The recent ‘cultural turn’ in human geography came at the end of a period that had been dominated theoretically by various strands of Marxist political economy (Peet and Thrift 1989). Throughout this period, consumption studies tended to be left to the relatively untheorised field of retail geography. When Marxist geographers, such as David Harvey, started to become interested in ‘the condition of postmodernity’, their work still emphasised production. There are many individual references to consumption in Harvey’s work, including discussions of advertising and the cultural-encoding of urban reinvestment (see Harvey 1985a, 1985b). In much of this work, consumption is treated as part of ‘the politics of distraction’ (Harvey 1989:61) rather than as a substantive topic on its own account. The culture of consumption is reduced to the economic imperative of sustaining sufficiently buoyant levels of demand to keep capitalist production profitable.

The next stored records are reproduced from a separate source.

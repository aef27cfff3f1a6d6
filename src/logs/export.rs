// sticky-scroll - Auto-follow scrolling for chat and log transcripts
// Copyright (C) 2025  The sticky-scroll contributors
//
// This program is free software: you can redistribute it and/or modify
// it under the terms of the GNU Affero General Public License as
// published by the Free Software Foundation, either version 3 of the
// License, or (at your option) any later version.
//
// This program is distributed in the hope that it will be useful,
// but WITHOUT ANY WARRANTY; without even the implied warranty of
// MERCHANTABILITY or FITNESS FOR A PARTICULAR PURPOSE.  See the
// GNU Affero General Public License for more details.
//
// You should have received a copy of the GNU Affero General Public License
// along with this program.  If not, see <https://www.gnu.org/licenses/>.

use chrono::{DateTime, Utc};
use std::io::Write;
use std::path::{Path, PathBuf};

const FILE_PREFIX: &str = "sticky-logs";

#[derive(Debug, thiserror::Error)]
pub enum ExportError {
    #[error("export directory {} is not usable", .0.display())]
    InvalidDir(PathBuf),
    #[error("failed to write log export {}", path.display())]
    Write {
        path: PathBuf,
        #[source]
        source: std::io::Error,
    },
}

/// Where exports land when no directory is configured: the user's download
/// folder, then home, then the working directory.
pub fn default_export_dir() -> PathBuf {
    dirs::download_dir().or_else(dirs::home_dir).unwrap_or_else(|| PathBuf::from("."))
}

/// `sticky-logs-<label>-<YYYY-MM-DD-HH-MM-SS>.log` for the given instant.
pub fn export_file_name(label: &str, at: DateTime<Utc>) -> String {
    format!("{FILE_PREFIX}-{label}-{}.log", at.format("%Y-%m-%d-%H-%M-%S"))
}

/// Write `lines` as a newline-terminated text file under `dir`.
///
/// Nothing is written for an empty buffer and `Ok(None)` is returned.
pub fn export_logs(
    lines: &[String],
    label: &str,
    dir: &Path,
) -> Result<Option<PathBuf>, ExportError> {
    export_logs_at(lines, label, dir, Utc::now())
}

pub(crate) fn export_logs_at(
    lines: &[String],
    label: &str,
    dir: &Path,
    at: DateTime<Utc>,
) -> Result<Option<PathBuf>, ExportError> {
    if lines.is_empty() {
        return Ok(None);
    }
    if !dir.is_dir() {
        return Err(ExportError::InvalidDir(dir.to_path_buf()));
    }

    let path = dir.join(export_file_name(label, at));
    let write = |path: &Path| -> std::io::Result<()> {
        let mut file = std::fs::File::create(path)?;
        file.write_all(lines.join("\n").as_bytes())?;
        file.write_all(b"\n")?;
        file.flush()
    };
    write(&path).map_err(|source| ExportError::Write { path: path.clone(), source })?;

    tracing::info!(path = %path.display(), lines = lines.len(), "exported logs");
    Ok(Some(path))
}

Consumption is about ‘the cultivation of imaginary appetites’ (ibid.: 106); it is part of the ‘surface froth and evanescence, the fragmentations and disruptions, so characteristic of present political economy’ (ibid.: 179). Even Sharon Zukin’s recent work on Landscapes of Power (1991) says more about the production of these landscapes than about the way they are consumed. Her discussion of downtown reinvestment (Zukin 1991:202-215), for example, makes a number of tantalising points about the relationship between gentrification and cuisine, but her analysis of the cultural significance of gourmet food and the rise of the ‘reflexive consumer’ lacks the depth and rigour that characterise her earlier work on the transformation of New York’s art-market and the creation of a real-estate market for luxury ‘loft-living’ in SoHo (Zukin 1982).